Canon EOS 5D Mark II (at B&H)
Canon EF 70-200mm f/4 L USM at 126mm (at B&H)
ISO 100, f/16, 1/8 second


 

Boulders and Spring Torrent, Cascade Creek

Boulders and Spring Torrent, Cascade Creek
Boulders and Spring Torrent, Cascade Creek

Boulders and Spring Torrent, Cascade Creek. Yosemite National Park, California. May 7, 2011. © Copyright G Dan Mitchell – all rights reserved.

Runoff from spring snow melt rushes over boulders of Cascade Creek, Yosemite National Park.

This is a subject that I return to several times each year – a particular section of creek that can be viewed from overhead and which can vary from nearly dry to a wild torrent depending upon the time of year and the character of each new year. During the past year I was inspired by Charles Cramer’s stunning photograph of this subject to look at it more closely and from some different perspectives. (A small bit of “Charlie’s scene” appears in this photograph. I wonder if you can find it? :-)

In some ways, the view of this scene is limited in that you can only see it from a particular range of positions – unless you have the skill of levitation! In another way it is hardly limiting at all since the larger view contains many possible smaller views of rocks and plants and water and light. I still have in mind a horizontal composition in this general area, but so far it hasn’t quite worked. Guess I’ll have to keep trying.
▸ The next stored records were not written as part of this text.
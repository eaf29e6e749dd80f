//! Stripe REST client.
//!
//! Uses `ureq` (sync) wrapped in `tokio::task::spawn_blocking` so provider
//! calls suspend the runner instead of blocking the runtime. One client is
//! built at process start and shared by the event fetcher and the timelines.

use std::sync::Arc;
use std::time::Duration;

use async_trait::async_trait;
use serde::Deserialize;
use serde_json::Value;

use crate::error::ProviderError;
use crate::traits::{EventLog, EventPage, EventQuery};

/// API version the recorded fixtures were generated against.
pub const DEFAULT_API_VERSION: &str = "2020-08-27";

const DEFAULT_API_BASE: &str = "https://api.stripe.com";

/// Connection settings for [`StripeClient`], from the `[stripe]` config table.
#[derive(Debug, Clone, PartialEq, Eq, Deserialize)]
#[serde(default)]
pub struct StripeConfig {
    pub api_base: String,
    pub api_version: String,
    pub timeout_secs: u64,
}

impl Default for StripeConfig {
    fn default() -> Self {
        StripeConfig {
            api_base: DEFAULT_API_BASE.to_string(),
            api_version: DEFAULT_API_VERSION.to_string(),
            timeout_secs: 60,
        }
    }
}

/// Form-encoded request parameters, in insertion order.
///
/// Nested fields use Stripe's bracket syntax: `card[number]`,
/// `metadata[tid]`, `payment_method_types[0]`.
#[derive(Debug, Clone, Default, PartialEq, Eq)]
pub struct Params(Vec<(String, String)>);

impl Params {
    pub fn new() -> Self {
        Self::default()
    }

    pub fn set(mut self, key: impl Into<String>, value: impl ToString) -> Self {
        self.0.push((key.into(), value.to_string()));
        self
    }

    /// Shorthand for `metadata[<key>]`.
    pub fn metadata(self, key: &str, value: impl ToString) -> Self {
        self.set(format!("metadata[{}]", key), value)
    }

    pub fn is_empty(&self) -> bool {
        self.0.is_empty()
    }

    pub fn iter(&self) -> impl Iterator<Item = (&str, &str)> {
        self.0.iter().map(|(k, v)| (k.as_str(), v.as_str()))
    }
}

#[derive(Debug, Clone, Copy)]
enum Method {
    Get,
    Post,
    Delete,
}

impl Method {
    fn as_str(self) -> &'static str {
        match self {
            Method::Get => "GET",
            Method::Post => "POST",
            Method::Delete => "DELETE",
        }
    }
}

#[derive(Deserialize)]
struct ErrorEnvelope {
    error: ErrorBody,
}

#[derive(Deserialize)]
struct ErrorBody {
    message: Option<String>,
    code: Option<String>,
}

struct Inner {
    agent: ureq::Agent,
    secret_key: String,
    api_base: String,
    api_version: String,
}

/// Shared Stripe API client. Cheap to clone.
#[derive(Clone)]
pub struct StripeClient {
    inner: Arc<Inner>,
}

impl std::fmt::Debug for StripeClient {
    fn fmt(&self, f: &mut std::fmt::Formatter<'_>) -> std::fmt::Result {
        f.debug_struct("StripeClient")
            .field("api_base", &self.inner.api_base)
            .field("api_version", &self.inner.api_version)
            .finish_non_exhaustive()
    }
}

impl StripeClient {
    pub fn new(secret_key: impl Into<String>) -> Self {
        Self::with_config(secret_key, &StripeConfig::default())
    }

    /// Build a client. Proxy settings are read from the environment
    /// (`http_proxy` / `https_proxy`) by the HTTP agent.
    pub fn with_config(secret_key: impl Into<String>, config: &StripeConfig) -> Self {
        if let Ok(proxy) = std::env::var("http_proxy").or_else(|_| std::env::var("https_proxy")) {
            tracing::info!(%proxy, "stripe client using proxy from environment");
        }

        let agent_config = ureq::Agent::config_builder()
            .http_status_as_error(false)
            .timeout_global(Some(Duration::from_secs(config.timeout_secs)))
            .build();

        StripeClient {
            inner: Arc::new(Inner {
                agent: ureq::Agent::new_with_config(agent_config),
                secret_key: secret_key.into(),
                api_base: config.api_base.trim_end_matches('/').to_string(),
                api_version: config.api_version.clone(),
            }),
        }
    }

    /// `POST /v1/<resource>`.
    pub async fn create(&self, resource: &str, params: Params) -> Result<Value, ProviderError> {
        self.send(Method::Post, format!("/v1/{}", resource), params)
            .await
    }

    /// `POST /v1/<resource>/<id>`.
    pub async fn update(
        &self,
        resource: &str,
        id: &str,
        params: Params,
    ) -> Result<Value, ProviderError> {
        self.send(Method::Post, format!("/v1/{}/{}", resource, id), params)
            .await
    }

    /// `POST /v1/<resource>/<id>/<action>`, e.g. `payment_intents/pi_1/confirm`.
    pub async fn act(
        &self,
        resource: &str,
        id: &str,
        action: &str,
        params: Params,
    ) -> Result<Value, ProviderError> {
        self.send(
            Method::Post,
            format!("/v1/{}/{}/{}", resource, id, action),
            params,
        )
        .await
    }

    /// `GET /v1/<resource>/<id>`.
    pub async fn retrieve(&self, resource: &str, id: &str) -> Result<Value, ProviderError> {
        self.send(Method::Get, format!("/v1/{}/{}", resource, id), Params::new())
            .await
    }

    /// `GET /v1/<resource>` with query parameters.
    pub async fn list(&self, resource: &str, params: Params) -> Result<Value, ProviderError> {
        self.send(Method::Get, format!("/v1/{}", resource), params)
            .await
    }

    /// `DELETE /v1/<resource>/<id>`.
    pub async fn delete(&self, resource: &str, id: &str) -> Result<Value, ProviderError> {
        self.send(
            Method::Delete,
            format!("/v1/{}/{}", resource, id),
            Params::new(),
        )
        .await
    }

    async fn send(
        &self,
        method: Method,
        path: String,
        params: Params,
    ) -> Result<Value, ProviderError> {
        tracing::debug!(method = method.as_str(), %path, "stripe request");
        let inner = Arc::clone(&self.inner);
        tokio::task::spawn_blocking(move || inner.send_blocking(method, &path, &params))
            .await
            .map_err(|e| ProviderError::Join(e.to_string()))?
    }
}

impl Inner {
    fn send_blocking(
        &self,
        method: Method,
        path: &str,
        params: &Params,
    ) -> Result<Value, ProviderError> {
        let url = format!("{}{}", self.api_base, path);
        let auth = format!("Bearer {}", self.secret_key);

        let result = match method {
            Method::Get => self
                .agent
                .get(&url)
                .header("Authorization", &auth)
                .header("Stripe-Version", &self.api_version)
                .query_pairs(params.iter())
                .call(),
            Method::Post => self
                .agent
                .post(&url)
                .header("Authorization", &auth)
                .header("Stripe-Version", &self.api_version)
                .send_form(params.iter()),
            Method::Delete => self
                .agent
                .delete(&url)
                .header("Authorization", &auth)
                .header("Stripe-Version", &self.api_version)
                .call(),
        };

        let response = result.map_err(|e| ProviderError::Transport {
            path: path.to_string(),
            message: e.to_string(),
        })?;

        let status = response.status().as_u16();
        let body: Value = response
            .into_body()
            .read_json()
            .map_err(|e| ProviderError::Decode {
                path: path.to_string(),
                message: format!("failed to parse response as JSON: {}", e),
            })?;

        if (200..300).contains(&status) {
            return Ok(body);
        }

        let (message, code) = match serde_json::from_value::<ErrorEnvelope>(body) {
            Ok(envelope) => (
                envelope
                    .error
                    .message
                    .unwrap_or_else(|| "no error message".to_string()),
                envelope.error.code,
            ),
            Err(_) => ("unrecognised error body".to_string(), None),
        };
        Err(ProviderError::Api {
            method: method.as_str(),
            path: path.to_string(),
            status,
            code,
            message,
        })
    }
}

impl EventQuery {
    fn to_params(&self) -> Params {
        let mut params = Params::new().set("limit", self.limit);
        if let Some(id) = &self.starting_after {
            params = params.set("starting_after", id);
        }
        if let Some(id) = &self.ending_before {
            params = params.set("ending_before", id);
        }
        if let Some(ts) = self.created_gte {
            params = params.set("created[gte]", ts);
        }
        params
    }
}

#[async_trait]
impl EventLog for StripeClient {
    async fn list_events(&self, query: &EventQuery) -> Result<EventPage, ProviderError> {
        let value = self.list("events", query.to_params()).await?;
        serde_json::from_value(value).map_err(|e| ProviderError::Decode {
            path: "/v1/events".to_string(),
            message: e.to_string(),
        })
    }
}

// ──────────────────────────────────────────────
// Tests
// ──────────────────────────────────────────────
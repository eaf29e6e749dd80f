//! Identifiers accumulated over a timeline run.
//!
//! Write actions never mutate [`RunState`] directly: each receives a copy and
//! returns a [`StateDelta`], which the runner merges.

use std::collections::BTreeMap;

use serde::Serialize;

use crate::error::StepError;

/// Symbolic name to provider id (e.g. `c_1` to `cus_J32Jq8Yfp6QYF2`).
#[derive(Debug, Clone, Default, PartialEq, Eq, Serialize)]
pub struct RunState {
    ids: BTreeMap<String, String>,
}

impl RunState {
    pub fn new() -> Self {
        Self::default()
    }

    /// Look up an id by name.
    ///
    /// A missing name means an earlier step forgot to return it, so this is
    /// a contract error rather than an `Option`.
    pub fn get(&self, key: &str) -> Result<&str, StepError> {
        self.ids
            .get(key)
            .map(String::as_str)
            .ok_or_else(|| StepError::MissingState {
                key: key.to_string(),
            })
    }

    /// Merge a delta, returning the names that replaced an earlier value.
    pub fn merge(&mut self, delta: StateDelta) -> Vec<String> {
        let mut replaced = Vec::new();
        for (key, value) in delta.ids {
            if let Some(previous) = self.ids.insert(key.clone(), value) {
                if self.ids[&key] != previous {
                    replaced.push(key);
                }
            }
        }
        replaced
    }

    #[cfg(test)]
    pub(crate) fn len(&self) -> usize {
        self.ids.len()
    }
}

/// Ids produced by one write action.
#[derive(Debug, Clone, Default, PartialEq, Eq)]
pub struct StateDelta {
    ids: BTreeMap<String, String>,
}

impl StateDelta {
    pub fn new() -> Self {
        Self::default()
    }

    pub fn with(mut self, key: impl Into<String>, id: impl Into<String>) -> Self {
        self.insert(key, id);
        self
    }

    pub fn insert(&mut self, key: impl Into<String>, id: impl Into<String>) {
        self.ids.insert(key.into(), id.into());
    }
}

impl<K: Into<String>, V: Into<String>> FromIterator<(K, V)> for StateDelta {
    fn from_iter<I: IntoIterator<Item = (K, V)>>(iter: I) -> Self {
        let mut delta = StateDelta::new();
        for (k, v) in iter {
            delta.insert(k, v);
        }
        delta
    }
}

#[cfg(test)]
mod tests {
    use super::*;

    #[test]
    fn missing_key_is_contract_error() {
        let state = RunState::new();
        let err = state.get("c_1").unwrap_err();
        assert!(matches!(err, StepError::MissingState { ref key } if key == "c_1"));
    }

    #[test]
    fn merge_grows_state() {
        let mut state = RunState::new();
        state.merge(StateDelta::new().with("c_1", "cus_1"));
        state.merge([("pm_1", "pm_A"), ("pm_2", "pm_B")].into_iter().collect());

        assert_eq!(state.get("c_1").unwrap(), "cus_1");
        assert_eq!(state.get("pm_1").unwrap(), "pm_A");
        assert_eq!(state.get("pm_2").unwrap(), "pm_B");
    }

    #[test]
    fn merge_reports_replaced_values() {
        let mut state = RunState::new();
        state.merge(StateDelta::new().with("c_1", "cus_1"));

        let same = state.merge(StateDelta::new().with("c_1", "cus_1"));
        assert!(same.is_empty());

        let replaced = state.merge(StateDelta::new().with("c_1", "cus_2"));
        assert_eq!(replaced, vec!["c_1".to_string()]);
        assert_eq!(state.get("c_1").unwrap(), "cus_2");
    }

    #[test]
    fn empty_delta_is_a_no_op() {
        let mut state = RunState::new();
        state.merge(StateDelta::new());
        assert_eq!(state, RunState::new());
    }
}
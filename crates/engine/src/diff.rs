//! Expected-vs-observed event type diffs for convergence failures.

use std::io::Write;
use std::path::PathBuf;

/// Render a line diff of two type lists (`-` expected only, `+` observed only).
pub fn render_type_diff(expected: &[String], observed: &[String]) -> String {
    let n = expected.len();
    let m = observed.len();

    // lcs[i][j] = LCS length of expected[i..] and observed[j..]
    let mut lcs = vec![vec![0usize; m + 1]; n + 1];
    for i in (0..n).rev() {
        for j in (0..m).rev() {
            lcs[i][j] = if expected[i] == observed[j] {
                lcs[i + 1][j + 1] + 1
            } else {
                lcs[i + 1][j].max(lcs[i][j + 1])
            };
        }
    }

    let mut out = String::from("--- expected\n+++ observed\n");
    let (mut i, mut j) = (0, 0);
    while i < n || j < m {
        if i < n && j < m && expected[i] == observed[j] {
            out.push_str(&format!("  {}\n", expected[i]));
            i += 1;
            j += 1;
        } else if j < m && (i == n || lcs[i][j + 1] >= lcs[i + 1][j]) {
            out.push_str(&format!("+ {}\n", observed[j]));
            j += 1;
        } else {
            out.push_str(&format!("- {}\n", expected[i]));
            i += 1;
        }
    }
    out
}

/// Write both lists as pretty JSON to kept temp files for an external diff tool.
pub fn write_diff_files(
    expected: &[String],
    observed: &[String],
) -> std::io::Result<(PathBuf, PathBuf)> {
    Ok((
        write_kept("wait_for-", expected)?,
        write_kept("next_set-", observed)?,
    ))
}

fn write_kept(prefix: &str, types: &[String]) -> std::io::Result<PathBuf> {
    let mut file = tempfile::Builder::new()
        .prefix(prefix)
        .suffix(".json")
        .tempfile()?;
    let json = serde_json::to_string_pretty(types).map_err(std::io::Error::other)?;
    file.write_all(json.as_bytes())?;
    let (_, path) = file.keep().map_err(|e| e.error)?;
    Ok(path)
}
I made this photograph in the morning before any direct light had worked its way around the mountains and down into the stream bed. Beyond the stream, which drops precipitously into the Merced River far below, there was open sky and that is the light that reflects on some of the wet rocks. By playing around to find an appropriate combination of ISO values, aperture, and shutter speed, I tried to get the water to hold some detail but to also be blurred enough to reflect its wild motion as it tumbles down this rocky canyon.

As is sometimes the case, I still cannot decide for sure between this monochrome version and a color version that will appear here before long.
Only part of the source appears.